A function call is tail-recursive if all the last calls in the function body are calls to other functions in the system.

For example, consider the following functions:

p() -> … q(), … q() -> r(), s().

At some point in the execution of p the function q is called. The final function call in q is a call to s. When s returns it returns a value to q, but q does nothing with the value and just returns this value unmodified to p.
The call to s at the end of the function q is called a tail-call and on a traditional stack machine tail-calls can be compiled by merely jumping into the code for s. No return address has to be pushed onto the stack, since the return address on the stack at this point in the execution is correct and the function s will not return to q but to the correct place where q was called from in the body of p.

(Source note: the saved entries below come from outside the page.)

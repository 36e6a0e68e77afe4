//! Adapter service port: the Bluetooth stack as seen by the core.
//!
//! The stack is modelled as a tree of managed objects (adapters, devices,
//! GATT characteristics) addressed by [`ObjectPath`]. Characteristic paths
//! double as the handles used for reads and writes.

use std::fmt;
use std::future::Future;
use std::sync::Arc;

use sensortag_domain::address::DeviceAddress;
use sensortag_domain::error::SensorTagError;

/// Path of an object in the adapter's object tree
/// (e.g. `/org/bluez/hci0/dev_B0_B4_48_C9_4A_05`).
#[derive(Debug, Clone, PartialEq, Eq, Hash, PartialOrd, Ord)]
pub struct ObjectPath(String);

impl ObjectPath {
    #[must_use]
    pub fn new(path: impl Into<String>) -> Self {
        Self(path.into())
    }

    #[must_use]
    pub fn as_str(&self) -> &str {
        &self.0
    }

    /// Build the path of a direct child object.
    #[must_use]
    pub fn child(&self, segment: &str) -> Self {
        Self(format!("{}/{segment}", self.0))
    }

    /// Whether this object lives below `ancestor` in the tree.
    ///
    /// Matches whole segments only, so `/hci0/dev_1` is not an ancestor of
    /// `/hci0/dev_10/service1`.
    #[must_use]
    pub fn is_descendant_of(&self, ancestor: &ObjectPath) -> bool {
        self.0
            .strip_prefix(ancestor.as_str())
            .is_some_and(|rest| rest.starts_with('/'))
    }
}

impl fmt::Display for ObjectPath {
    fn fmt(&self, f: &mut fmt::Formatter<'_>) -> fmt::Result {
        f.write_str(&self.0)
    }
}

impl From<&str> for ObjectPath {
    fn from(value: &str) -> Self {
        Self::new(value)
    }
}

/// Identifier of a local radio adapter (e.g. `hci0`).
#[derive(Debug, Clone, PartialEq, Eq, Hash)]
pub struct AdapterId(String);

impl AdapterId {
    #[must_use]
    pub fn new(id: impl Into<String>) -> Self {
        Self(id.into())
    }

    #[must_use]
    pub fn as_str(&self) -> &str {
        &self.0
    }
}

impl fmt::Display for AdapterId {
    fn fmt(&self, f: &mut fmt::Formatter<'_>) -> fmt::Result {
        f.write_str(&self.0)
    }
}

/// A local radio adapter.
#[derive(Debug, Clone, PartialEq, Eq)]
pub struct AdapterInfo {
    pub id: AdapterId,
    pub powered: bool,
}

/// A remote device known to the adapter.
#[derive(Debug, Clone, PartialEq, Eq)]
pub struct DeviceObject {
    pub path: ObjectPath,
    pub address: DeviceAddress,
    pub connected: bool,
}

/// A GATT characteristic of a connected device.
#[derive(Debug, Clone, PartialEq, Eq)]
pub struct CharacteristicObject {
    /// Path of the characteristic, also its read/write handle.
    pub path: ObjectPath,
    pub uuid: uuid::Uuid,
    /// Path of the owning GATT service.
    pub service: ObjectPath,
}

/// One entry of the adapter's object tree.
#[derive(Debug, Clone, PartialEq, Eq)]
pub enum ManagedObject {
    Adapter(AdapterInfo),
    Device(DeviceObject),
    Characteristic(CharacteristicObject),
}

/// The Bluetooth stack.
///
/// Every operation may fail with [`SensorTagError::Transport`]. The core
/// treats those failures as recoverable and never imposes its own timeout:
/// implementations are expected to bound their calls.
pub trait AdapterService: Send + Sync {
    /// List local radio adapters.
    fn list_adapters(
        &self,
    ) -> impl Future<Output = Result<Vec<AdapterInfo>, SensorTagError>> + Send;

    /// Power an adapter on or off.
    fn set_powered(
        &self,
        adapter: &AdapterId,
        powered: bool,
    ) -> impl Future<Output = Result<(), SensorTagError>> + Send;

    /// Start scanning for devices.
    fn start_discovery(
        &self,
        adapter: &AdapterId,
    ) -> impl Future<Output = Result<(), SensorTagError>> + Send;

    /// Stop scanning for devices.
    fn stop_discovery(
        &self,
        adapter: &AdapterId,
    ) -> impl Future<Output = Result<(), SensorTagError>> + Send;

    /// Enumerate the object tree: adapters, devices and the characteristics
    /// of connected devices.
    fn list_objects(
        &self,
    ) -> impl Future<Output = Result<Vec<ManagedObject>, SensorTagError>> + Send;

    /// Request a connection to a device.
    fn connect(&self, device: &ObjectPath)
    -> impl Future<Output = Result<(), SensorTagError>> + Send;

    /// Request a disconnection from a device.
    fn disconnect(
        &self,
        device: &ObjectPath,
    ) -> impl Future<Output = Result<(), SensorTagError>> + Send;

    /// Read the value of a characteristic.
    fn read_value(
        &self,
        characteristic: &ObjectPath,
    ) -> impl Future<Output = Result<Vec<u8>, SensorTagError>> + Send;

    /// Write the value of a characteristic.
    fn write_value(
        &self,
        characteristic: &ObjectPath,
        value: &[u8],
    ) -> impl Future<Output = Result<(), SensorTagError>> + Send;
}

impl<T: AdapterService> AdapterService for Arc<T> {
    fn list_adapters(
        &self,
    ) -> impl Future<Output = Result<Vec<AdapterInfo>, SensorTagError>> + Send {
        (**self).list_adapters()
    }

    fn set_powered(
        &self,
        adapter: &AdapterId,
        powered: bool,
    ) -> impl Future<Output = Result<(), SensorTagError>> + Send {
        (**self).set_powered(adapter, powered)
    }

    fn start_discovery(
        &self,
        adapter: &AdapterId,
    ) -> impl Future<Output = Result<(), SensorTagError>> + Send {
        (**self).start_discovery(adapter)
    }

    fn stop_discovery(
        &self,
        adapter: &AdapterId,
    ) -> impl Future<Output = Result<(), SensorTagError>> + Send {
        (**self).stop_discovery(adapter)
    }

    fn list_objects(
        &self,
    ) -> impl Future<Output = Result<Vec<ManagedObject>, SensorTagError>> + Send {
        (**self).list_objects()
    }

    fn connect(
        &self,
        device: &ObjectPath,
    ) -> impl Future<Output = Result<(), SensorTagError>> + Send {
        (**self).connect(device)
    }

    fn disconnect(
        &self,
        device: &ObjectPath,
    ) -> impl Future<Output = Result<(), SensorTagError>> + Send {
        (**self).disconnect(device)
    }

    fn read_value(
        &self,
        characteristic: &ObjectPath,
    ) -> impl Future<Output = Result<Vec<u8>, SensorTagError>> + Send {
        (**self).read_value(characteristic)
    }

    fn write_value(
        &self,
        characteristic: &ObjectPath,
        value: &[u8],
    ) -> impl Future<Output = Result<(), SensorTagError>> + Send {
        (**self).write_value(characteristic, value)
    }
}
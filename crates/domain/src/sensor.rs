//! The fixed sensor table.
//!
//! Each supported sensor exposes three GATT characteristics on the tag:
//! a *data* register (read), a *config* register (enable/disable) and a
//! *period* register (sampling period). The set of sensors is closed, so
//! it is modelled as an enum indexing a static descriptor table.

use std::fmt;

use serde::{Deserialize, Serialize};
use uuid::Uuid;

use crate::codec;
use crate::error::DecodeError;
use crate::reading::Reading;

/// Signature of a payload decoder.
pub type DecodeFn = fn(&[u8]) -> Result<Vec<Reading>, DecodeError>;

/// A sensor on the tag.
#[derive(Debug, Clone, Copy, PartialEq, Eq, Hash, PartialOrd, Ord, Serialize, Deserialize)]
#[serde(rename_all = "snake_case")]
pub enum SensorKind {
    /// Combined humidity and temperature sensor.
    HumidityTemperature,
    /// Ambient light sensor.
    Luxometer,
}

impl SensorKind {
    /// Number of supported sensors.
    pub const COUNT: usize = 2;

    /// Every supported sensor, in table order.
    pub const ALL: [Self; Self::COUNT] = [Self::HumidityTemperature, Self::Luxometer];

    /// Position of the sensor in [`SENSORS`].
    #[must_use]
    pub const fn index(self) -> usize {
        match self {
            Self::HumidityTemperature => 0,
            Self::Luxometer => 1,
        }
    }

    /// Static descriptor of the sensor.
    #[must_use]
    pub fn descriptor(self) -> &'static SensorDescriptor {
        &SENSORS[self.index()]
    }
}

impl fmt::Display for SensorKind {
    fn fmt(&self, f: &mut fmt::Formatter<'_>) -> fmt::Result {
        f.write_str(self.descriptor().name)
    }
}

/// The role a characteristic plays for its sensor.
#[derive(Debug, Clone, Copy, PartialEq, Eq, Hash)]
pub enum CharacteristicRole {
    Data,
    Config,
    Period,
}

impl CharacteristicRole {
    pub const ALL: [Self; 3] = [Self::Data, Self::Config, Self::Period];
}

impl fmt::Display for CharacteristicRole {
    fn fmt(&self, f: &mut fmt::Formatter<'_>) -> fmt::Result {
        f.write_str(match self {
            Self::Data => "data",
            Self::Config => "config",
            Self::Period => "period",
        })
    }
}

/// Static description of one sensor.
#[derive(Debug)]
pub struct SensorDescriptor {
    pub kind: SensorKind,
    /// Human readable name used in logs.
    pub name: &'static str,
    pub data: Uuid,
    pub config: Uuid,
    pub period: Uuid,
    /// Turns a data payload into readings.
    pub decode: DecodeFn,
}

impl SensorDescriptor {
    /// UUID of the characteristic playing `role`.
    #[must_use]
    pub const fn uuid(&self, role: CharacteristicRole) -> Uuid {
        match role {
            CharacteristicRole::Data => self.data,
            CharacteristicRole::Config => self.config,
            CharacteristicRole::Period => self.period,
        }
    }
}

/// Humidity/temperature data register (4-byte payload).
pub const HUMIDITY_DATA: Uuid = Uuid::from_u128(0xf000_aa21_0451_4000_b000_0000_0000_0000);
/// Humidity/temperature config register.
pub const HUMIDITY_CONFIG: Uuid = Uuid::from_u128(0xf000_aa22_0451_4000_b000_0000_0000_0000);
/// Humidity/temperature period register.
pub const HUMIDITY_PERIOD: Uuid = Uuid::from_u128(0xf000_aa23_0451_4000_b000_0000_0000_0000);

/// Luxometer data register (2-byte payload).
pub const LUXOMETER_DATA: Uuid = Uuid::from_u128(0xf000_aa71_0451_4000_b000_0000_0000_0000);
/// Luxometer config register.
pub const LUXOMETER_CONFIG: Uuid = Uuid::from_u128(0xf000_aa72_0451_4000_b000_0000_0000_0000);
/// Luxometer period register.
pub const LUXOMETER_PERIOD: Uuid = Uuid::from_u128(0xf000_aa73_0451_4000_b000_0000_0000_0000);

/// Descriptor table, indexed by [`SensorKind::index`].
pub static SENSORS: [SensorDescriptor; SensorKind::COUNT] = [
    SensorDescriptor {
        kind: SensorKind::HumidityTemperature,
        name: "humidity/temperature",
        data: HUMIDITY_DATA,
        config: HUMIDITY_CONFIG,
        period: HUMIDITY_PERIOD,
        decode: codec::decode_humidity_temperature,
    },
    SensorDescriptor {
        kind: SensorKind::Luxometer,
        name: "luxometer",
        data: LUXOMETER_DATA,
        config: LUXOMETER_CONFIG,
        period: LUXOMETER_PERIOD,
        decode: codec::decode_luxometer,
    },
];

/// Find which sensor and role a characteristic UUID belongs to.
#[must_use]
pub fn lookup(uuid: Uuid) -> Option<(SensorKind, CharacteristicRole)> {
    SENSORS.iter().find_map(|descriptor| {
        CharacteristicRole::ALL
            .into_iter()
            .find(|role| descriptor.uuid(*role) == uuid)
            .map(|role| (descriptor.kind, role))
    })
}
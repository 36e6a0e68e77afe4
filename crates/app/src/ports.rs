//! Port definitions: traits that adapters implement.
//!
//! Ports are the boundaries between the monitoring core and the outside
//! world. They are defined here (in `app`) so that both the core and the
//! adapter layer can depend on them without creating circular dependencies.

pub mod adapter;
pub mod metrics;

pub use adapter::{
    AdapterId, AdapterInfo, AdapterService, CharacteristicObject, DeviceObject, ManagedObject,
    ObjectPath,
};
pub use metrics::MetricsSink;
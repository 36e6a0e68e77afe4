//! Metrics sink port: where decoded readings go.

use std::future::Future;
use std::sync::Arc;

use sensortag_domain::error::SensorTagError;
use sensortag_domain::metrics::MetricsSchema;
use sensortag_domain::reading::ReadingBatch;

/// Time-series persistence for reading batches.
pub trait MetricsSink: Send + Sync {
    /// Create the storage layout described by `schema` unless it already
    /// exists. Calling it again is a no-op.
    fn ensure_schema(
        &self,
        schema: &MetricsSchema,
    ) -> impl Future<Output = Result<(), SensorTagError>> + Send;

    /// Store every reading of `batch` as one atomic update keyed by the
    /// batch timestamp.
    fn publish(
        &self,
        batch: &ReadingBatch,
    ) -> impl Future<Output = Result<(), SensorTagError>> + Send;
}

impl<T: MetricsSink> MetricsSink for Arc<T> {
    fn ensure_schema(
        &self,
        schema: &MetricsSchema,
    ) -> impl Future<Output = Result<(), SensorTagError>> + Send {
        (**self).ensure_schema(schema)
    }

    fn publish(
        &self,
        batch: &ReadingBatch,
    ) -> impl Future<Output = Result<(), SensorTagError>> + Send {
        (**self).publish(batch)
    }
}
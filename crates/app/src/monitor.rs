//! The monitor: owns the session and runs the single event loop.
//!
//! Adapter notifications and timer continuations are merged into one
//! stream of [`Event`]s and handled strictly one at a time, so no two
//! handlers ever observe or mutate the session concurrently. Handlers may
//! queue follow-up events (write completions, enumerated devices); those are
//! drained before the next external event is taken.

use std::collections::VecDeque;
use std::future::Future;
use std::time::Duration;

use sensortag_domain::address::DeviceAddress;
use sensortag_domain::error::{NotFoundError, SensorTagError};
use sensortag_domain::metrics::MetricsSchema;
use sensortag_domain::sensor::SensorKind;
use tokio::sync::mpsc;
use tokio_stream::{Stream, StreamExt};

use crate::connection::ConnectionState;
use crate::event::Event;
use crate::ports::{AdapterService, MetricsSink};
use crate::session::Session;
use crate::timer::Timers;

/// Default time between two poll cycles.
pub const DEFAULT_POLL_INTERVAL: Duration = Duration::from_secs(120);
/// Default wait between enabling the sensors and reading them.
pub const DEFAULT_SETTLE_DELAY: Duration = Duration::from_millis(1500);
/// Default wait before retrying a failed period write.
pub const DEFAULT_CONFIGURE_BACKOFF: Duration = Duration::from_secs(1);

/// Runtime parameters of a [`Monitor`].
#[derive(Debug, Clone, PartialEq, Eq)]
pub struct MonitorConfig {
    /// Hardware address of the tag to monitor.
    pub target: DeviceAddress,
    /// Adapter to use; the first one reported when `None`.
    pub adapter: Option<String>,
    pub poll_interval: Duration,
    pub settle_delay: Duration,
    pub configure_backoff: Duration,
    /// Sensors to configure and poll.
    pub sensors: Vec<SensorKind>,
}

impl MonitorConfig {
    #[must_use]
    pub fn new(target: DeviceAddress) -> Self {
        Self {
            target,
            adapter: None,
            poll_interval: DEFAULT_POLL_INTERVAL,
            settle_delay: DEFAULT_SETTLE_DELAY,
            configure_backoff: DEFAULT_CONFIGURE_BACKOFF,
            sensors: SensorKind::ALL.to_vec(),
        }
    }
}

pub struct Monitor<A, M> {
    pub(crate) config: MonitorConfig,
    pub(crate) adapter: A,
    pub(crate) sink: M,
    pub(crate) session: Session,
    pub(crate) timers: Timers,
    timer_events: mpsc::UnboundedReceiver<Event>,
    pub(crate) pending: VecDeque<Event>,
}

impl<A: AdapterService, M: MetricsSink> Monitor<A, M> {
    pub fn new(config: MonitorConfig, adapter: A, sink: M) -> Self {
        let (timers, timer_events) = Timers::channel();
        let session = Session::new(&config.sensors);
        Self {
            config,
            adapter,
            sink,
            session,
            timers,
            timer_events,
            pending: VecDeque::new(),
        }
    }

    #[must_use]
    pub fn config(&self) -> &MonitorConfig {
        &self.config
    }

    #[must_use]
    pub fn session(&self) -> &Session {
        &self.session
    }

    #[must_use]
    pub fn state(&self) -> ConnectionState {
        self.session.state
    }

    /// Make sure the sink holds the storage layout matching the poll interval.
    ///
    /// # Errors
    ///
    /// Returns the sink's error; the monitor cannot run without storage.
    pub async fn prepare_sink(&self) -> Result<(), SensorTagError> {
        let schema = MetricsSchema::for_sensors(self.config.poll_interval);
        self.sink.ensure_schema(&schema).await
    }

    /// Look up the local adapters and adopt one.
    ///
    /// # Errors
    ///
    /// Returns an error if adapters cannot be listed or none matches the
    /// configured selection.
    pub async fn start(&mut self) -> Result<(), SensorTagError> {
        let adapters = self.adapter.list_adapters().await?;
        let matching = adapters.iter().any(|info| {
            self.config
                .adapter
                .as_deref()
                .is_none_or(|wanted| wanted == info.id.as_str())
        });
        if !matching {
            return Err(NotFoundError {
                kind: "adapter",
                id: self.config.adapter.clone().unwrap_or_else(|| "any".into()),
            }
            .into());
        }

        tracing::info!(device = %self.config.target, "starting monitor");
        for info in adapters {
            self.pending.push_back(Event::AdapterFound {
                adapter: info.id,
                powered: info.powered,
            });
        }
        self.drain().await;
        Ok(())
    }

    /// Handle `event` and every follow-up event it produces.
    pub async fn dispatch(&mut self, event: Event) {
        self.pending.push_back(event);
        self.drain().await;
    }

    async fn drain(&mut self) {
        while let Some(event) = self.pending.pop_front() {
            tracing::trace!(
                ?event,
                device = ?event.device_path(),
                state = %self.session.state,
                "handling event"
            );
            self.handle(event).await;
        }
    }

    async fn handle(&mut self, event: Event) {
        match event {
            Event::AdapterFound { adapter, powered } => {
                self.on_adapter_found(adapter, powered).await;
            }
            Event::DeviceFound {
                path,
                address,
                connected,
            } => self.on_device_found(path, address, connected).await,
            Event::DeviceRemoved { path } => self.on_device_removed(path).await,
            Event::DeviceConnected { path } => self.on_device_connected(path).await,
            Event::DeviceDisconnected { path } => self.on_device_disconnected(path).await,
            Event::ServicesResolved { path } => self.on_services_resolved(path).await,
            Event::CharacteristicWriteDone { sensor, role } => self.on_write_done(sensor, role),
            Event::CharacteristicWriteFailed { sensor, role } => {
                self.on_write_failed(sensor, role);
            }
            Event::ConfigureRetry { sensor, retry } => {
                self.on_configure_retry(sensor, retry).await;
            }
            Event::PollTick => self.on_poll_tick().await,
            Event::SettleElapsed { cycle } => self.on_settle_elapsed(cycle).await,
        }
    }

    /// Wait for the next timer continuation.
    pub async fn next_continuation(&mut self) -> Option<Event> {
        self.timer_events.recv().await
    }

    /// Run until `shutdown` resolves or the adapter event stream ends.
    ///
    /// # Errors
    ///
    /// Returns an error if the sink cannot be prepared or no adapter is
    /// available. Failures after startup are logged and recovered from.
    pub async fn run<S, F>(mut self, mut events: S, shutdown: F) -> Result<(), SensorTagError>
    where
        S: Stream<Item = Event> + Unpin,
        F: Future<Output = ()>,
    {
        self.prepare_sink().await?;
        self.start().await?;

        tokio::pin!(shutdown);
        loop {
            tokio::select! {
                () = &mut shutdown => {
                    tracing::info!("shutdown requested");
                    break;
                }
                event = events.next() => match event {
                    Some(event) => self.dispatch(event).await,
                    None => {
                        tracing::warn!("adapter event stream closed");
                        break;
                    }
                },
                Some(event) = self.timer_events.recv() => self.dispatch(event).await,
            }
        }

        self.shutdown().await;
        Ok(())
    }

    /// Cancel every timer and disconnect the target if it is connected.
    pub async fn shutdown(&mut self) {
        let state = self.session.state;
        if let Some(path) = self.session.target.clone()
            && (state.is_connected() || state == ConnectionState::Connecting)
        {
            tracing::info!(%path, "disconnecting");
            if let Err(err) = self.adapter.disconnect(&path).await {
                tracing::warn!(%path, %err, "failed to disconnect");
            }
        }
        self.session.reset();
        self.session.state = ConnectionState::Idle;
        self.pending.clear();
    }
}

#[cfg(test)]
mod tests {
    use std::sync::Arc;

    use super::*;
    use crate::testing::{self, Call, FakeAdapter, RecordingSink};

    #[test]
    fn should_default_to_every_sensor() {
        let config = MonitorConfig::new(testing::target_address());
        assert_eq!(config.poll_interval, Duration::from_secs(120));
        assert_eq!(config.sensors, SensorKind::ALL.to_vec());
        assert!(config.adapter.is_none());
    }

    #[tokio::test]
    async fn should_fail_to_start_without_adapter() {
        let adapter = Arc::new(FakeAdapter::default());
        let mut monitor = testing::monitor(adapter, Arc::new(RecordingSink::default()));

        let err = monitor.start().await.unwrap_err();
        assert!(matches!(err, SensorTagError::NotFound(_)));
        assert_eq!(monitor.state(), ConnectionState::Idle);
    }

    #[tokio::test]
    async fn should_fail_to_start_with_unknown_adapter() {
        let adapter = Arc::new(FakeAdapter::sensortag());
        let mut config = testing::config();
        config.adapter = Some("hci7".into());
        let mut monitor = Monitor::new(config, adapter, Arc::new(RecordingSink::default()));

        assert!(monitor.start().await.is_err());
    }

    #[tokio::test]
    async fn should_prepare_schema_for_poll_interval() {
        let sink = Arc::new(RecordingSink::default());
        let monitor = testing::monitor(Arc::new(FakeAdapter::sensortag()), sink.clone());

        monitor.prepare_sink().await.unwrap();

        let schemas = sink.schemas();
        assert_eq!(schemas.len(), 1);
        assert_eq!(schemas[0].step, Duration::from_secs(120));
    }

    #[tokio::test(start_paused = true)]
    async fn should_disconnect_on_shutdown() {
        let adapter = Arc::new(FakeAdapter::sensortag());
        let mut monitor = testing::monitoring(adapter.clone(), Arc::new(RecordingSink::default())).await;

        monitor.shutdown().await;

        assert!(adapter.calls().contains(&Call::Disconnect(testing::target_path())));
        assert_eq!(monitor.state(), ConnectionState::Idle);
        assert!(!monitor.session().poll().is_running());
    }

    #[tokio::test(start_paused = true)]
    async fn should_run_until_shutdown() {
        let adapter = Arc::new(FakeAdapter::sensortag());
        let sink = Arc::new(RecordingSink::default());
        let monitor = testing::monitor(adapter.clone(), sink.clone());
        let events = tokio_stream::iter(vec![Event::DeviceConnected {
            path: testing::target_path(),
        }])
        .chain(tokio_stream::pending());

        monitor
            .run(
                Box::pin(events),
                tokio::time::sleep(Duration::from_secs(5)),
            )
            .await
            .unwrap();

        assert_eq!(sink.batches().len(), 1);
        assert_eq!(sink.schemas().len(), 1);
        assert_eq!(adapter.calls().last(), Some(&Call::Disconnect(testing::target_path())));
    }

    #[tokio::test(start_paused = true)]
    async fn should_stop_when_event_stream_ends() {
        let adapter = Arc::new(FakeAdapter::sensortag());
        let monitor = testing::monitor(adapter, Arc::new(RecordingSink::default()));

        monitor
            .run(tokio_stream::empty(), std::future::pending())
            .await
            .unwrap();
    }
}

A function is tail-recursive if all possible execution paths in the function finish with tail-calls.

The important thing to note about tail-recursive functions is that they can run in loops without consuming stack space. Such function are often called “iterative functions.” Many functions can be written in either an iterative of non-iterative (recursive) style. To illustrate this, the factorial function can be written in these two different styles.

Firstly the non tail-recursive way:

factorial(0) -> 1; factorial(N) -> N * factorial(N-1).

To write this in a tail-recursive manner requires the use of an additional function:

factorial(N) -> factorial_1(N, 1). factorial_1(0, X) -> X; factorial_1(N, X) -> factorial_1(N-1, N*X).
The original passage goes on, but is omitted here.